If alcoholism is a disease,
* It is the only
disease that is bottled and sold;
* It is the only
disease that is contracted by the will of man;
* It is the only
disease that requires a license to propagate it;
* It is the only
disease that requires outlets to spread it.
If alcoholism is a disease,
* It is the only
disease that produces revenue for the government;
* It is the only
disease that provokes crime;
* It is the only
disease that is habit forming;
* It is the only
disease that brings violent death on the highways;
* It is the only
disease that is spread by advertising;
* It is the only
disease without a germ or virus cause.
It just
might be that it's not a disease at all.
-- Author
unknown
Do you think you will ever see a testimonial advertisement like this in your evening paper?
"Friends and neighbors,
I am grateful for past favors and have supplied my store with a fine line
of choice liquors. I must inform you that I shall continue to make drunkards,
paupers, and beggars for the respectable people of the community to support.

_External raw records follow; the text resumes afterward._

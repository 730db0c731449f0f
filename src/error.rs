/*
 * Copyright (c) 2025 pgElephant. All rights reserved.
 *
 * FauxGate - MongoDB wire-compatible front end for DocumentDB on PostgreSQL
 *
 * @file error.rs
 * @brief FauxGate error handling and protocol error codes
 */

use bson::{doc, Document};
use thiserror::Error;

#[derive(Error, Debug)]
pub enum FauxGateError {
    #[error("{0}")]
    CommandNotFound(String),

    #[error("{0}")]
    TypeMismatch(String),

    #[error("{0}")]
    BadValue(String),

    #[error("{0}")]
    InvalidNamespace(String),

    #[error("{0}")]
    CursorNotFound(String),

    #[error("{0}")]
    CursorInUse(String),

    #[error("{0}")]
    Unauthorized(String),

    #[error("{0}")]
    BackendUnavailable(String),

    #[error("{0}")]
    Timeout(String),

    #[error("{0}")]
    Interrupted(String),

    /// An error document produced by the backend itself, passed through verbatim.
    #[error("{message}")]
    Backend {
        code: i32,
        code_name: String,
        message: String,
    },

    #[error("Wire protocol error: {0}")]
    WireProtocol(String),

    #[error("Network error: {0}")]
    Network(#[from] std::io::Error),

    #[error("BSON error: {0}")]
    Bson(#[from] bson::de::Error),

    #[error("BSON serialization error: {0}")]
    BsonSerialize(#[from] bson::ser::Error),

    #[error("Configuration error: {0}")]
    Config(String),

    #[error("Internal error: {0}")]
    Internal(String),
}

pub type Result<T> = std::result::Result<T, FauxGateError>;

fn code_name_of(code: i32) -> Option<&'static str> {
    let name = match code {
        1 => "InternalError",
        2 => "BadValue",
        4 => "NoSuchKey",
        9 => "FailedToParse",
        11 => "UserNotFound",
        13 => "Unauthorized",
        14 => "TypeMismatch",
        18 => "AuthenticationFailed",
        20 => "IllegalOperation",
        26 => "NamespaceNotFound",
        27 => "IndexNotFound",
        43 => "CursorNotFound",
        48 => "NamespaceExists",
        50 => "MaxTimeMSExpired",
        52 => "DollarPrefixedFieldName",
        59 => "CommandNotFound",
        66 => "ImmutableField",
        67 => "CannotCreateIndex",
        68 => "IndexAlreadyExists",
        72 => "InvalidOptions",
        73 => "InvalidNamespace",
        85 => "IndexOptionsConflict",
        86 => "IndexKeySpecsConflict",
        112 => "WriteConflict",
        115 => "CommandNotSupported",
        146 => "ExceededMemoryLimit",
        166 => "CommandNotSupportedOnView",
        10334 => "BSONObjectTooLarge",
        11000 => "DuplicateKey",
        11600 => "InterruptedAtShutdown",
        11601 => "Interrupted",
        _ => return None,
    };
    Some(name)
}

impl FauxGateError {
    pub fn command_not_found(name: &str) -> Self {
        Self::CommandNotFound(format!("no such command: '{}'", name))
    }

    pub fn cursor_not_found(id: i64) -> Self {
        Self::CursorNotFound(format!("cursor id {} not found", id))
    }

    pub fn cursor_in_use(id: i64) -> Self {
        Self::CursorInUse(format!("cursor id {} is already in use", id))
    }

    /// A store error carrying a protocol code, named the way the native
    /// server names it.
    pub fn backend(code: i32, message: impl Into<String>) -> Self {
        let code_name = match code_name_of(code) {
            Some(name) => name.to_string(),
            None => format!("Location{}", code),
        };
        Self::Backend {
            code,
            code_name,
            message: message.into(),
        }
    }

    pub fn time_limit_exceeded() -> Self {
        Self::Timeout("operation exceeded time limit".to_string())
    }

    /// Numeric protocol code; zero for errors that never reach the client.
    pub fn code(&self) -> i32 {
        match self {
            Self::CommandNotFound(_) => 59,
            Self::TypeMismatch(_) => 14,
            Self::BadValue(_) => 2,
            Self::InvalidNamespace(_) => 73,
            Self::CursorNotFound(_) => 43,
            Self::CursorInUse(_) => 292,
            Self::Unauthorized(_) => 13,
            Self::BackendUnavailable(_) => 6,
            Self::Timeout(_) => 50,
            Self::Interrupted(_) => 11601,
            Self::Backend { code, .. } => *code,
            Self::WireProtocol(_) | Self::Network(_) => 0,
            Self::Bson(_) | Self::BsonSerialize(_) | Self::Config(_) | Self::Internal(_) => 1,
        }
    }

    pub fn code_name(&self) -> &str {
        match self {
            Self::CommandNotFound(_) => "CommandNotFound",
            Self::TypeMismatch(_) => "TypeMismatch",
            Self::BadValue(_) => "BadValue",
            Self::InvalidNamespace(_) => "InvalidNamespace",
            Self::CursorNotFound(_) => "CursorNotFound",
            Self::CursorInUse(_) => "CursorInUse",
            Self::Unauthorized(_) => "Unauthorized",
            Self::BackendUnavailable(_) => "HostUnreachable",
            Self::Timeout(_) => "MaxTimeMSExpired",
            Self::Interrupted(_) => "Interrupted",
            Self::Backend { code_name, .. } => code_name,
            Self::WireProtocol(_) | Self::Network(_) => "ConnectionFailure",
            Self::Bson(_) | Self::BsonSerialize(_) | Self::Config(_) | Self::Internal(_) => {
                "InternalError"
            }
        }
    }

    /// Errors after which the client connection cannot be used any more.
    pub fn is_connection_fatal(&self) -> bool {
        matches!(self, Self::WireProtocol(_) | Self::Network(_))
    }

    /// Errors a read-only command may be retried once on.
    pub fn is_retryable(&self) -> bool {
        matches!(self, Self::BackendUnavailable(_) | Self::Timeout(_))
    }

    pub fn to_document(&self) -> Document {
        doc! {
            "ok": 0.0,
            "errmsg": self.to_string(),
            "code": self.code(),
            "codeName": self.code_name(),
        }
    }

    /// Rebuilds an error from an `ok: 0` reply document.
    pub fn from_error_document(reply: &Document) -> Self {
        let code = match reply.get("code") {
            Some(bson::Bson::Int32(v)) => *v,
            Some(bson::Bson::Int64(v)) => i32::try_from(*v).unwrap_or(1),
            Some(bson::Bson::Double(v)) => *v as i32,
            _ => 1,
        };
        let code_name = reply
            .get_str("codeName")
            .unwrap_or("InternalError")
            .to_string();
        let message = reply
            .get_str("errmsg")
            .unwrap_or("unknown backend error")
            .to_string();

        Self::Backend {
            code,
            code_name,
            message,
        }
    }
}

My products will incite riot, robbery, and bloodshed. They will diminish
your comfort, increase your expenses, shorten your life, and multiply fatal
accidents and incurable diseases. They will deprive some of life, others
of reason, many of character, and all of peace. I will thus, however, accommodate
you, the public. I must face the reality that I have a family to support,
that the business pays, and that your attendance encourages it. I have
paid my license, and the traffic is lawful! If I don't sell it, someone
else will. Please give me your patronage, for as you can see, I am a frank
and honest man."
According
to legend when Noah entered the ark he took along a vine. He had been a
gardener before he built the ark, and when he settled again on the land
after the deluge, he planted the vine once more and returned to his old
occupation.
As he worked in the garden,
Satan came to him and said:
"If you will let me help
you, I can show you how to make grapes grow on the vine tomorrow."
"That," said Noah, "is
something worth seeing."
Satan helped Noah plant
the vine. Then Satan took a lamb, a lion, a monkey and a pig and watered
the plant with their blood.
That is why, after the
first glass of wine, one becomes gentle as a lamb; after the second glass
of wine, as daring as a lion; after the third glass one is apt to make
a monkey of himself; and after the fourth glass of wine, a man becomes
drunk and behaves like a pig.
-- Lore of the Old Testament
William
Jennings Bryan, on a visit to Japan, attended a banquet in honor of a Japanese
admiral. To drink a toast the guests lifted their champagne glasses,
but the American raised a glass of water. As guests gasped, someone
grabbed the statesman's arm and whispered that such a toast was considered
an insult. Equal to the situation, the American replied, turning
to the admiral, "You have won victories on the water, so I drink your health
in water. Whenever you win on champagne, I shall drink your health
in champagne."
In 1841
a thirty-three-year-old Englishman was walking to a temperance meeting
some fifteen miles away. He read a newspaper account of plans to
open a railroad line in the same direction and reasoned that perhaps the
railroad could be enticed to give reduced fares for groups of people who
planned to travel together to the same destination. The outcome was
a special round-trip fare for the normal one-way rate. The man's
name was Thomas Cook who, virtually uncontested, remained the only travel
agency of any size for the next fifty years. Though Cook began as
a temperance leader, not a travel agent, cynics might have assumed that
the prosperity of his business would have weakened his primary interest
- temperance. But during his half-century in business, almost all
of his earnings went to combat intemperance.